Vivimos en la sociedad de la información, nada existe sin previamente haber pasado por alguno de sus filtros, tal es la relevancia que ha adquirido en los últimos tiempos, que algunos hablan ya de la televisión como de un cuarto poder, algo que coexiste en igualdad de condiciones con aquellos otros surgidos a raíz de La Revolución Francesa.

Tradicionalmente la opinión pública se formaba a partir de la reflexión personal, condicionada por consideraciones morales, éticas o filosóficas, o por la corriente de pensamiento imperante. Actualmente, el estado de opinión nos viene impuesto por informaciones y comentaros provenientes de los medios de comunicación, por lo que a pesar de existir mayores cotas de libertad, deberíamos plantearnos si de vedad somos dueños de nuestro propio criterio, o si la televisión explícitamente y a nuestro pesar, es la encargada de tutelar nuestras ideas, hasta el punto de hacernos ver las cosas no como son, sino como otros quieren que las veamos. Esta influencia mediática tiene una mayor repercusión entre los niños, entre algunos jóvenes, entre personas con un escaso nivel cultural, en ellos la manipulación es más sencilla, y más hondo el calado de sus mensajes subliminales.

La televisión a menudo hace propuestas inadecuadas, basa su actuación en programas basura, donde se utiliza al espectador como objeto pasivo de la publicidad. Como si de un producto se tratara, se nos vende la forma de entender la vida, se ofrecen pautas de conducta con falsos arquetipos y falsas formas de comportamiento; la televisión se erige en intermediaria entre la realidad de lo que somos y la ficción de lo que queremos ser, otorgándole al espectador la posibilidad de vivir vidas ajenas, sometiendo a la crítica más feroz las actuaciones de unos personajes creadas al efecto. La televisión es capaz de levantar o de hundir a cualquiera que se le ponga por delante, de subvertir el orden moral y la realidad de las cosas. Fruto de todo esto, se ha producido una especie de colonización mental, la sociedad ha perdido la autonomía personal, su autoestima, la capacidad de sorprenderse, dando por buenos comportamientos basados en la mediocridad,cayendo inevitablemente en simplificaciones absurdas, en una subcultura y en una mentalidad invadida por la ordinariez y la zafiedad, ajena a todo o que se asemeje al buen criterio, arrastrando al espectador hacia un proceso de sedación, de ahormamiento y de sonambulismo, todo ello pensado y ejecutado con el solo propósito de ver cómo se incrementan sus índices de audiencia.

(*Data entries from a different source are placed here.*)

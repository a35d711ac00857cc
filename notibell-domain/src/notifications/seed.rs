//! Seed data for notification stores.
//!
//! A seed file is TOML with one `[[notifications]]` table per record:
//!
//! ```toml
//! [[notifications]]
//! id = "1"                        # optional, a random id is generated when omitted
//! category = "application"
//! priority = "high"
//! title = "New application received"
//! body = "Jane Doe applied for Senior Engineer"
//! created_at = "5 min ago"          # or a quoted RFC 3339 timestamp
//! action_target = "/applications/1" # optional
//! read = false                       # optional, defaults to false
//! ```

use std::path::Path;
use serde::Deserialize;
use tracing::debug;

use notibell_core::utils::fs::read_to_string;

use super::errors::NotificationError;
use super::types::{NotificationCategory, NotificationPriority, NotificationRecord};

#[derive(Debug, Deserialize)]
#[serde(deny_unknown_fields)]
struct SeedFile {
    #[serde(default)]
    notifications: Vec<NotificationRecord>,
}

/// The four built-in records: "1" and "2" unread, "3" and "4" already read.
pub fn demo_notifications() -> Vec<NotificationRecord> {
    vec![
        NotificationRecord::new(
            "1",
            NotificationCategory::Application,
            NotificationPriority::High,
            "New application received",
            "Jane Doe applied for the Senior Rust Engineer position.",
            "5 min ago",
        )
        .with_action_target("/applications/1"),
        NotificationRecord::new(
            "2",
            NotificationCategory::Task,
            NotificationPriority::Medium,
            "Interview scheduled",
            "Technical interview with John Smith tomorrow at 10:00.",
            "1 hour ago",
        )
        .with_action_target("/tasks/2"),
        NotificationRecord::new(
            "3",
            NotificationCategory::Message,
            NotificationPriority::Low,
            "New message",
            "Sarah replied to your message about the offer.",
            "3 hours ago",
        )
        .already_read(),
        NotificationRecord::new(
            "4",
            NotificationCategory::Deadline,
            NotificationPriority::High,
            "Deadline approaching",
            "Feedback for the Product Designer role is due in 2 days.",
            "1 day ago",
        )
        .already_read(),
    ]
}

/// Parses seed records from TOML text. `origin` is only used in errors.
pub fn parse_seed(content: &str, origin: &Path) -> Result<Vec<NotificationRecord>, NotificationError> {
    let file: SeedFile = toml::from_str(content).map_err(|source| NotificationError::SeedParse {
        path: origin.to_path_buf(),
        source,
    })?;
    Ok(file.notifications)
}

/// Reads and parses a seed file.
///
/// Ids are not checked here; the store rejects duplicates when it is built.
pub fn load_seed_file(path: &Path) -> Result<Vec<NotificationRecord>, NotificationError> {
    let content = read_to_string(path).map_err(NotificationError::SeedRead)?;
    let records = parse_seed(&content, path)?;
    debug!("Loaded {} seed notifications from {:?}", records.len(), path);
    Ok(records)
}
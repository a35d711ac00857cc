//! Default configuration values for notibell.
//!
//! These functions back the `#[serde(default = "...")]` attributes in
//! [`super::types`] and the `Default` impls of the configuration structs.

use super::types::{BellConfig, LoggingConfig, StoreConfig};
use std::path::PathBuf;

pub(crate) fn default_logging_config() -> LoggingConfig {
    LoggingConfig::default()
}

pub(crate) fn default_store_config() -> StoreConfig {
    StoreConfig::default()
}

pub(crate) fn default_bell_config() -> BellConfig {
    BellConfig::default()
}

/// `"info"`
pub(crate) fn default_log_level() -> String {
    "info".to_string()
}

/// No log file by default.
pub(crate) fn default_log_file_path() -> Option<PathBuf> {
    None
}

/// `"text"`
pub(crate) fn default_log_format() -> String {
    "text".to_string()
}

/// Capacity of the store's broadcast channel. Subscribers that fall further
/// behind than this observe a lag and must re-read the snapshot.
pub(crate) fn default_event_capacity() -> usize {
    16
}

pub(crate) fn default_seed_path() -> Option<PathBuf> {
    None
}

/// Badge counts above this render as `"99+"`.
pub(crate) fn default_badge_cap() -> usize {
    99
}
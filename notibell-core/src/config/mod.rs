//! Configuration management for notibell.
//!
//! - [`types`]: the configuration schema ([`CoreConfig`] and its sections).
//! - [`defaults`]: default values used by serde and the `Default` impls.
//! - [`loader`]: [`ConfigLoader`], which locates, parses and validates the file.
//!
//! ```rust,ignore
//! use notibell_core::config::ConfigLoader;
//!
//! match ConfigLoader::load() {
//!     Ok(config) => println!("badge cap: {}", config.bell.badge_cap),
//!     Err(e) => {
//!         notibell_core::logging::init_minimal_logging();
//!         tracing::error!("Configuration error: {}", e);
//!     }
//! }
//! ```

pub mod defaults;
pub mod loader;
pub mod types;

pub use loader::ConfigLoader;
pub use types::{BellConfig, CoreConfig, LoggingConfig, StoreConfig};

#[cfg(test)]
mod tests {
    use super::*;
    use pretty_assertions::assert_eq;
    use std::path::PathBuf;

    #[test]
    fn core_config_default_matches_section_defaults() {
        let config = CoreConfig::default();
        assert_eq!(config.logging, LoggingConfig::default());
        assert_eq!(config.store, StoreConfig::default());
        assert_eq!(config.bell, BellConfig::default());
        assert_eq!(config.logging.level, "info");
        assert_eq!(config.logging.format, "text");
        assert_eq!(config.store.event_capacity, 16);
        assert_eq!(config.bell.badge_cap, 99);
    }

    #[test]
    fn empty_document_yields_defaults() {
        let config: CoreConfig = toml::from_str("").unwrap();
        assert_eq!(config, CoreConfig::default());
    }

    #[test]
    fn core_config_deserialize_minimal_json() {
        let json_data = r#"{ "logging": { "level": "debug" } }"#;
        let config: CoreConfig = serde_json::from_str(json_data).unwrap();

        assert_eq!(config.logging.level, "debug");
        assert_eq!(config.logging.file_path, None);
        assert_eq!(config.logging.format, "text");
    }

    #[test]
    fn core_config_deserialize_full() {
        let toml_str = r#"
            [logging]
            level = "trace"
            file_path = "/var/log/notibell.log"
            format = "json"

            [store]
            event_capacity = 4
            seed_path = "seed.toml"

            [bell]
            badge_cap = 9
        "#;
        let config: CoreConfig = toml::from_str(toml_str).unwrap();

        assert_eq!(config.logging.file_path, Some(PathBuf::from("/var/log/notibell.log")));
        assert_eq!(config.store.event_capacity, 4);
        assert_eq!(config.store.seed_path, Some(PathBuf::from("seed.toml")));
        assert_eq!(config.bell.badge_cap, 9);
    }

    #[test]
    fn unknown_fields_are_rejected() {
        let toml_str = r#"
            [bell]
            badge_cap = 9
            colour = "red"
        "#;
        assert!(toml::from_str::<CoreConfig>(toml_str).is_err());
    }
}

Cada día aparecen nuevos modelos, nuevos canales, nuevos programas, nuevos intentos de hacer televisión, analógica, digital, vía satélite o por cable, pública o privada, autonómica o local, cada vez son mejores los accesos a las fuentes de información de la mano de las nuevas tecnologías y de Internet, pero paradójicamente se tiene la sensación de estar cada vez más atrapado en la maraña, más perdido, más manipulado, como si los grupos del poder económico e ideológico de pronto se hubieran dado cuenta de la influencia que supone poseer el control de este medio.

Si desde la educación se pretende crear en la sociedad una conciencia cívica, una capacidad crítica y reflexiva, la televisión debe contribuir anteponiendo la veracidad y la objetividad a cualquiera otra consideración, pues no se puede exigir del ciudadano que actúe conforme a criterios de coherencia, cuando está recibiendo de una forma persistente y machacona el influjo de imágenes y comentarios que le imposibilitan discernir el verdadero análisis de cualquier acontecimiento.

La televisión y la realidad, como una dualidad conflictiva, transitan por caminos diferentes y donde antes existía información, formación y entretenimiento, ahora se levanta un jardín de flores inexistentes, donde se reinventa y se tergiversa con el solo propósito de favorecer el sensacionalismo y la vulgaridad.

En un sistema democrático los límites de la televisión están determinados exclusivamente por las leyes, la pluralidad es el termómetro que mejor mide el grado de libertad de una sociedad. Aunque la responsabilidad última recaiga sobre quien tiene la potestad individual a la hora de elegir, debiera existir sin embargo un código deontológico de obligado cumplimiento para el mundo audiovisual, no con la pretensión de limitar su libertad de expresión, sino con el fin de salvaguardar ciertos principios morales, ciertos códigos éticos que conviene que no sean traspasados, evitando esos modos de hacer televisivos, que tanto daño provocan en quienes no pueden o no saben discernir lo que de verdad les conviene. Por otro lado, nos asiste el derecho de reclamar de los poderes públicos, independientemente de quien gobierne, una televisión y una radio públicas regidas por la coherencia, la imparcialidad y el buen criterio.